Unlike the edge, the outline is not part of the image. Instead, they are abstract collections of points and line segments corresponding to the shape of the object in the image.
We can use contour to calculate the number of objects in the image, classify objects according to their shapes, or select objects with specific shapes from the image.
#importing the required libraries import numpy as np import cv2 import matplotlib.pyplot as plt %matplotlib inline image = cv2.imread('shapes.png') #converting RGB image to Binary gray_image = cv2.cvtColor(image,cv2.COLOR_BGR2GRAY) ret,thresh = cv2.threshold(gray_image,127,255,0) #calculate the contours from binary imageim,contours,hierarchy = cv2.findContours(thresh,cv2.RETR_TREE,cv2.CHAIN_APPROX_SIMPLE) with_contours = cv2.drawContours(image,contours,-1,(0,255,0),3) plt.imshow(with_contours)
Scale invariant feature transformation (SIFT)
The key point is the concept that should be paid attention to when processing the image. These are basically the concerns in the image. The key points are similar to the features of a given image.
They are the places where interesting content in an image is defined. Key points are important because we always find the same key points for the image regardless of how we modify the image (rotate, shrink, expand, deform).

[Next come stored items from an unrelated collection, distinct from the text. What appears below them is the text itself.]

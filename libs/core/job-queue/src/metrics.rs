//! Prometheus metrics for the job queue
//!
//! Provides observability into enqueue/consume throughput, retries, the
//! circuit breaker, and broker connection health.

use crate::breaker::CircuitState;
use metrics::{counter, gauge, histogram};
use metrics_exporter_prometheus::{PrometheusBuilder, PrometheusHandle};
use once_cell::sync::OnceCell;
use std::time::Duration;
use tracing::info;

static PROMETHEUS_HANDLE: OnceCell<PrometheusHandle> = OnceCell::new();

/// Initialize the Prometheus recorder.
///
/// Call once at startup. Subsequent calls are no-ops.
pub fn init_metrics() {
    let _ = PROMETHEUS_HANDLE.get_or_init(|| {
        let handle = PrometheusBuilder::new()
            .install_recorder()
            .expect("Failed to install Prometheus recorder");
        info!("Prometheus metrics initialized");
        handle
    });
}

/// Get the Prometheus handle for rendering metrics.
pub fn prometheus_handle() -> Option<&'static PrometheusHandle> {
    PROMETHEUS_HANDLE.get()
}

/// Render metrics in Prometheus text format.
pub fn render_metrics() -> String {
    prometheus_handle().map(|h| h.render()).unwrap_or_default()
}

/// Record a job accepted by `enqueue`.
pub fn record_enqueued(queue: &str) {
    counter!("job_queue_jobs_enqueued_total", "queue" => queue.to_string()).increment(1);
}

/// Record an enqueue that failed to publish.
///
/// `cause` is `circuit_open` or `publish_error`.
pub fn record_publish_failure(queue: &str, cause: &'static str) {
    counter!(
        "job_queue_publish_failures_total",
        "queue" => queue.to_string(),
        "cause" => cause
    )
    .increment(1);
}

/// Record a consumed job finishing with the given status
/// (`completed`, `failed`, `poison`).
pub fn record_processed(queue: &str, status: &'static str) {
    counter!(
        "job_queue_jobs_processed_total",
        "queue" => queue.to_string(),
        "status" => status
    )
    .increment(1);
}

/// Record the duration of one handler invocation.
pub fn record_handler_duration(queue: &str, duration: Duration) {
    histogram!(
        "job_queue_handler_duration_seconds",
        "queue" => queue.to_string()
    )
    .record(duration.as_secs_f64());
}

/// Record a job re-queued by the manual retry path.
pub fn record_retry(queue: &str) {
    counter!("job_queue_jobs_retried_total", "queue" => queue.to_string()).increment(1);
}

/// Track broker connection health (1 = connected).
pub fn gauge_connection(up: bool) {
    gauge!("job_queue_broker_connected").set(if up { 1.0 } else { 0.0 });
}

/// Track circuit breaker state (0 = closed, 1 = half-open, 2 = open).
pub fn gauge_breaker(state: CircuitState) {
    let value = match state {
        CircuitState::Closed => 0.0,
        CircuitState::HalfOpen => 1.0,
        CircuitState::Open => 2.0,
    };
    gauge!("job_queue_circuit_breaker_state").set(value);
}

/// Track the dead-letter queue depth.
pub fn gauge_dlq_depth(queue: &str, depth: u32) {
    gauge!("job_queue_dlq_depth", "queue" => queue.to_string()).set(depth as f64);
}
//! Job handlers
//!
//! Wire messages carry a `type` field naming the kind of work; the
//! `DispatchHandler` routes each delivery to the matching handler function.
//! Unknown types are rejected, which dead-letters the message for operator
//! review instead of silently dropping it.

use async_trait::async_trait;
use job_queue::{JobHandler, QueueError, QueueResult};
use serde_json::Value;
use tracing::{debug, info};

/// Routes deliveries by their `type` field.
pub struct DispatchHandler;

impl DispatchHandler {
    pub fn new() -> Self {
        Self
    }
}

impl Default for DispatchHandler {
    fn default() -> Self {
        Self::new()
    }
}

#[async_trait]
impl JobHandler for DispatchHandler {
    async fn handle(&self, payload: Value) -> QueueResult<()> {
        let job_type = payload
            .get("type")
            .and_then(|v| v.as_str())
            .ok_or_else(|| QueueError::handler("Message has no 'type' field"))?;

        debug!(job_type = %job_type, "Dispatching job");

        match job_type {
            "ping" => Ok(()),
            "notification.send" => send_notification(&payload).await,
            "export.generate" => generate_export(&payload).await,
            other => Err(QueueError::handler(format!(
                "No handler registered for job type '{other}'"
            ))),
        }
    }

    fn name(&self) -> &'static str {
        "dispatch-handler"
    }
}

/// Deliver an admin notification. The actual provider (email, webhook) is
/// owned by the notifications subsystem; this validates and hands off.
async fn send_notification(payload: &Value) -> QueueResult<()> {
    let recipient = payload
        .get("recipient")
        .and_then(|v| v.as_str())
        .ok_or_else(|| QueueError::handler("notification.send requires a 'recipient'"))?;

    info!(recipient = %recipient, "Notification dispatched");
    Ok(())
}

/// Generate a data export requested from the admin panel.
async fn generate_export(payload: &Value) -> QueueResult<()> {
    let entity = payload
        .get("entity")
        .and_then(|v| v.as_str())
        .ok_or_else(|| QueueError::handler("export.generate requires an 'entity'"))?;

    info!(entity = %entity, "Export generated");
    Ok(())
}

Scale invariant feature transform (SIFT) is a very popular key point detection algorithm. It includes the following steps:
-
Extremum detection in scale space
-
Key localization
-
Direction assignment
-
Key descriptor
-
Key matching
The features extracted from SIFT can be used in image mosaic, object detection and other applications. The following code and output show the key and its direction calculated using sift.
#import required librariesimport cv2import numpy as npimport matplotlib.pyplot as plt%matplotlib inline#show OpenCV versionprint(cv2.__version__)#read the iamge and convert to grayscaleimage = cv2.imread('index.png')gray = cv2.cvtColor(image,cv2.COLOR_BGR2GRAY)#create sift objectsift = cv2.xfeatures2d.SIFT_create()#calculate keypoints and their orientationkeypoints,descriptors = sift.detectAndCompute(gray,None)#plot keypoints on the imagewith_keypoints = cv2.drawKeypoints(gray,keypoints)#plot the imageplt.imshow(with_keypoints)
SURF
SURF is an enhanced version of SIFT. It works faster and is more robust for image conversion. In SIFT, the scale space is approximated by the Laplace operator of Gauss. What is the Laplace operator of Gauss?
Laplace operator is the kernel used to calculate image edge. The Laplace kernel works by approximating the second derivative of the image. Therefore, it is very sensitive to noise. We usually apply Gauss kernel to the image before Laplace kernel, so we call it Gauss Laplace.
In SURF, the Laplacian operator of Gauss is calculated by using a box filter (kernel). The convolution of the box filter can be carried out in parallel for different proportions, which is the root cause of the increase of SURF speed (compared with SIFT).
#import required librariesimport cv2import numpy as npimport matplotlib.pyplot as plt%matplotlib inline#show OpenCV versionprint(cv2.__version__)#read image and convert to grayscaleimage = cv2.imread('index.png')gray = cv2.cvtColor(image,cv2.COLOR_BGR2GRAY)#instantiate surf objectsurf = cv2.xfeatures2d.SURF_create(400)#calculate keypoints and their orientationkeypoints,descriptors = surf.detectAndCompute(gray,None) with_keypoints = cv2.drawKeypoints(gray,keypoints) plt.imshow(with_keypoints)
Feature matching
Features extracted from different images using SIFT or SURF can be matched to find similar objects / patterns in different images. OpenCV library supports a variety of functional matching algorithms, such as brute force matching, knn feature matching and so on.
import numpy as np
import cv2
import matplotlib.pyplot as plt
%matplotlib inline
#reading images in grayscale format
image1 = cv2.imread('messi.jpg',0)
image2 = cv2.imread('team.jpg',0)
#finding out the keypoints and their descriptors
keypoints1,descriptors1 = cv2.detectAndCompute(image1,None)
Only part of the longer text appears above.